For Immediate Release
March 2000

Tenacity: Cultural Practices in the Age of Information and Biotechnology

Information, communication, and biotechnology play an increasingly important role in the globalizing society of the changing century. Beyond simplistic technodeterminism, there are good reasons to recognize that these technologies influence our ideas of subjectivity, agency and politics. This process is linked to the culturalization of economic interests — among other things. In this context, the arts, as a field of the visual, hold an important and active place in our increasingly visualized society, be it in an affirmative or a critical sense.
Tenacity wants to examine how art strategies and esthetics interfere in the universalism of technologies, asking how artists can be users while at the same time opposing the ideologies provided by these technologies. Beyond a simple criticism of hegemonic ideas of art and technologies, the Tenacity participants engage in producing alternative esthetics and omitted subject matters.
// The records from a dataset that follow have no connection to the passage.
//! Read-side behavior before, during and after refreshes.

mod support;

use std::sync::Arc;

use erp_dashboard::models::{AggregateValue, Department};
use erp_dashboard::services::{QueryError, QueryService, RefreshTrigger};
use support::{harness, mixed, Script, ScriptedSource};

#[tokio::test]
async fn test_reads_before_first_refresh() {
    let dir = tempfile::tempdir().unwrap();
    let h = harness(Arc::new(ScriptedSource::uniform(3)), dir.path());
    let query = QueryService::new(Arc::clone(&h.store));

    let summary = query.get_summary();
    assert!(summary.last_updated.is_none());
    assert_eq!(summary.generation, 0);
    for dept in &summary.departments {
        for metric in &dept.metrics {
            assert_eq!(metric.value.as_f64(), 0.0);
        }
    }

    let data = query.get_department("packing").unwrap();
    assert!(data.records.is_empty());
    assert!(data.last_updated.is_none());
}

#[tokio::test]
async fn test_pending_count_follows_refreshes() {
    let dir = tempfile::tempdir().unwrap();
    let source = Arc::new(ScriptedSource::uniform(1));
    let h = harness(source.clone(), dir.path());
    let query = QueryService::new(Arc::clone(&h.store));

    source.set(
        Department::Purchase,
        Script::Rows(mixed(Department::Purchase, 15, 35, "Approved")),
    );
    h.orchestrator
        .refresh_now(RefreshTrigger::Manual)
        .await
        .unwrap();

    let summary = query.get_summary();
    let purchase = summary.department(Department::Purchase).unwrap();
    assert_eq!(purchase.get("total_orders"), Some(AggregateValue::Count(50)));
    assert_eq!(purchase.get("pending"), Some(AggregateValue::Count(15)));
    assert_eq!(purchase.get("completed"), Some(AggregateValue::Count(35)));

    source.set(
        Department::Purchase,
        Script::Rows(mixed(Department::Purchase, 10, 50, "Delivered")),
    );
    h.orchestrator
        .refresh_now(RefreshTrigger::Manual)
        .await
        .unwrap();

    let summary = query.get_summary();
    let purchase = summary.department(Department::Purchase).unwrap();
    assert_eq!(purchase.get("total_orders"), Some(AggregateValue::Count(60)));
    assert_eq!(purchase.get("pending"), Some(AggregateValue::Count(10)));
    assert_eq!(summary.generation, 2);
}

#[tokio::test]
async fn test_unknown_department_is_rejected() {
    let dir = tempfile::tempdir().unwrap();
    let h = harness(Arc::new(ScriptedSource::uniform(1)), dir.path());
    let query = QueryService::new(Arc::clone(&h.store));

    assert_eq!(
        query.get_department("quality").unwrap_err(),
        QueryError::UnknownDepartment("quality".to_string())
    );
    assert_eq!(
        query.get_department("Shipment").unwrap().department,
        Department::Shipment
    );
}

#[tokio::test]
async fn test_department_records_keep_source_order() {
    let dir = tempfile::tempdir().unwrap();
    let h = harness(Arc::new(ScriptedSource::uniform(5)), dir.path());
    h.orchestrator
        .refresh_now(RefreshTrigger::Manual)
        .await
        .unwrap();
    let query = QueryService::new(Arc::clone(&h.store));

    let data = query.get_department("shipment").unwrap();
    let ids: Vec<String> = data
        .records
        .iter()
        .map(|r| r.get("shipment_id").unwrap().to_string())
        .collect();
    assert_eq!(ids, vec!["SHIP0001", "SHIP0002", "SHIP0003", "SHIP0004", "SHIP0005"]);
    assert_eq!(data.last_updated, h.store.read().last_updated);
}

#[tokio::test]
async fn test_queries_do_not_wait_for_running_refresh() {
    let dir = tempfile::tempdir().unwrap();
    let (source, gate) = ScriptedSource::gated(2);
    let h = harness(Arc::new(source), dir.path());
    let query = QueryService::new(Arc::clone(&h.store));

    h.orchestrator.trigger_refresh(RefreshTrigger::Manual);
    tokio::task::yield_now().await;
    assert!(h.orchestrator.is_running());

    // Served from the previous (empty) snapshot while the fetch is blocked.
    assert_eq!(query.get_summary().generation, 0);
    assert!(query.get_department("purchase").unwrap().records.is_empty());

    gate.open();
    h.orchestrator.wait_idle().await;
    assert_eq!(query.get_summary().generation, 1);
    assert_eq!(query.get_department("purchase").unwrap().records.len(), 2);
}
They assert that digital media, new technologies and virtual realities don't abolish the embodiment of knowledge, criticism, and resistance. In so far as art is always an embodiment of ideas and a realization of imaginative and utopian moments, it has a crucial function in tenaciously insisting on the materiality of actual bodies and their contexts. Reflecting the importance of identity and agency in a networked context, many artists focus on the figuration of net personae with a wide range of psychic and political dimensions. Cyborgs, monsters, nomads, bots, lurkers and hackers cross the multi-layered space.
The Tenacity participants have been involved in an engaged digital media discourse for years and are among the best-regarded artists in the new media scene. The exhibition will establish a display specific to their critical reflections on new media and new technologies focusing beyond the visual into the acoustic. As an embodied virtual space, the gallery provides the temporary and symbolic location, where tenacious agents and images gather and move in a kind of high-speed, virtualized acoustic and visual space.
—Yvonne Volkart





Ursula Biemann (Zürich) perceives the Internet as a space of textualized desires, disembodied sexuality, and commercialized gender relationships. Biemann’s new video, Writing Desire, researches two related phenomena: listings for mail-order brides offered on the Internet, and the increasing number of people who develop on-line romantic relationships.
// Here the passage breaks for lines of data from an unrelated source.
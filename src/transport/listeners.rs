//! Listener registry shared by all transports
//!
//! Handlers are cloned out of the map before they are invoked, so a handler
//! may deregister itself (or its sibling) while being dispatched.

use dashmap::DashMap;
use serde_json::Value;
use std::sync::atomic::{AtomicU64, Ordering};

use super::{EventHandler, Lifecycle, LifecycleHandler, ListenerId};

/// Event and lifecycle subscriptions for one socket
pub struct Listeners {
    next_id: AtomicU64,
    events: DashMap<ListenerId, (String, EventHandler)>,
    lifecycle: DashMap<ListenerId, LifecycleHandler>,
}

impl Default for Listeners {
    fn default() -> Self {
        Self::new()
    }
}

impl Listeners {
    pub fn new() -> Self {
        Self {
            next_id: AtomicU64::new(1),
            events: DashMap::new(),
            lifecycle: DashMap::new(),
        }
    }

    fn allocate(&self) -> ListenerId {
        self.next_id.fetch_add(1, Ordering::SeqCst)
    }

    /// Subscribe to a named event
    pub fn on(&self, event: &str, handler: EventHandler) -> ListenerId {
        let id = self.allocate();
        self.events.insert(id, (event.to_string(), handler));
        id
    }

    /// Subscribe to lifecycle signals
    pub fn on_lifecycle(&self, handler: LifecycleHandler) -> ListenerId {
        let id = self.allocate();
        self.lifecycle.insert(id, handler);
        id
    }

    /// Remove a subscription of either kind
    pub fn off(&self, id: ListenerId) {
        self.events.remove(&id);
        self.lifecycle.remove(&id);
    }

    /// Remove every subscription
    pub fn clear(&self) {
        self.events.clear();
        self.lifecycle.clear();
    }

    /// Number of live subscriptions (both kinds)
    pub fn len(&self) -> usize {
        self.events.len() + self.lifecycle.len()
    }

    pub fn is_empty(&self) -> bool {
        self.len() == 0
    }

    /// Number of handlers subscribed to `event`
    pub fn count_for(&self, event: &str) -> usize {
        self.events
            .iter()
            .filter(|entry| entry.value().0 == event)
            .count()
    }

    /// Invoke every handler for `event` in registration order
    ///
    /// Returns the number of handlers invoked.
    pub fn dispatch(&self, event: &str, payload: &Value) -> usize {
        let mut handlers: Vec<(ListenerId, EventHandler)> = self
            .events
            .iter()
            .filter(|entry| entry.value().0 == event)
            .map(|entry| (*entry.key(), entry.value().1.clone()))
            .collect();
        handlers.sort_by_key(|(id, _)| *id);

        if handlers.is_empty() {
            tracing::trace!("No listener for event {}", event);
        }

        for (_, handler) in &handlers {
            handler(payload.clone());
        }
        handlers.len()
    }

    /// Invoke every lifecycle handler in registration order
    pub fn dispatch_lifecycle(&self, signal: &Lifecycle) {
        let mut handlers: Vec<(ListenerId, LifecycleHandler)> = self
            .lifecycle
            .iter()
            .map(|entry| (*entry.key(), entry.value().clone()))
            .collect();
        handlers.sort_by_key(|(id, _)| *id);

        for (_, handler) in &handlers {
            handler(signal);
        }
    }
}

#[cfg(test)]
mod tests {
    use super::*;
    use serde_json::json;
    use std::sync::{Arc, Mutex};

    #[test]
    fn test_dispatch_in_registration_order() {
        let listeners = Listeners::new();
        let seen = Arc::new(Mutex::new(Vec::new()));

        for tag in ["first", "second"] {
            let seen = seen.clone();
            listeners.on(
                "agent:progress",
                Arc::new(move |_: Value| seen.lock().unwrap().push(tag)),
            );
        }

        assert_eq!(listeners.dispatch("agent:progress", &json!({})), 2);
        assert_eq!(*seen.lock().unwrap(), vec!["first", "second"]);
    }

    #[test]
    fn test_dispatch_ignores_other_events() {
        let listeners = Listeners::new();
        listeners.on("agent:result", Arc::new(|_: Value| panic!("wrong event")));
        assert_eq!(listeners.dispatch("agent:error", &json!({})), 0);
    }

    #[test]
    fn test_handler_can_remove_itself_during_dispatch() {
        let listeners = Arc::new(Listeners::new());
        let id_slot = Arc::new(Mutex::new(None::<ListenerId>));
        let calls = Arc::new(Mutex::new(0));

        let handler: EventHandler = {
            let listeners = listeners.clone();
            let id_slot = id_slot.clone();
            let calls = calls.clone();
            Arc::new(move |_: Value| {
                *calls.lock().unwrap() += 1;
                if let Some(id) = *id_slot.lock().unwrap() {
                    listeners.off(id);
                }
            })
        };
        let id = listeners.on("agent:result", handler);
        *id_slot.lock().unwrap() = Some(id);

        listeners.dispatch("agent:result", &json!({}));
        listeners.dispatch("agent:result", &json!({}));
        assert_eq!(*calls.lock().unwrap(), 1);
        assert_eq!(listeners.count_for("agent:result"), 0);
    }

    #[test]
    fn test_clear_removes_everything() {
        let listeners = Listeners::new();
        listeners.on("a", Arc::new(|_: Value| {}));
        listeners.on_lifecycle(Arc::new(|_: &Lifecycle| {}));
        assert_eq!(listeners.len(), 2);
        listeners.clear();
        assert!(listeners.is_empty());
    }

    #[test]
    fn test_lifecycle_dispatch() {
        let listeners = Listeners::new();
        let seen = Arc::new(Mutex::new(Vec::new()));
        let sink = seen.clone();
        listeners.on_lifecycle(Arc::new(move |signal: &Lifecycle| {
            sink.lock().unwrap().push(signal.clone());
        }));

        listeners.dispatch_lifecycle(&Lifecycle::Opened);
        listeners.dispatch_lifecycle(&Lifecycle::Closed("server shutdown".to_string()));
        assert_eq!(
            *seen.lock().unwrap(),
            vec![
                Lifecycle::Opened,
                Lifecycle::Closed("server shutdown".to_string())
            ]
        );
    }
}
Bureau of Inverse Technology are self-described as an international bureaucracy for the Information Age. Their public profile emulates multinational corporations such as The Walt Disney Company, but to very different ends: with The HalfLife Ratio, part of the Bitsperm Bank ™, they compare the different market values of sperm and ovum to illustrate how traditional gender-based inequities are reproduced in the high-tech marketing of reproductive tissue.

Ricardo Dominguez (New York) is a co-founder of the Electronic Disturbance Theater, which invents playful and spectacular forms of virtual resistance, stemming from a concern for the relative autonomy of the subject in cultural, political, and social contexts. Through his performance, Mayan Technology for the People: A Zapatista haiku on the question of technology and the politics of intervention, Dominguez will provide a hacker’s glimpse into the military mindset.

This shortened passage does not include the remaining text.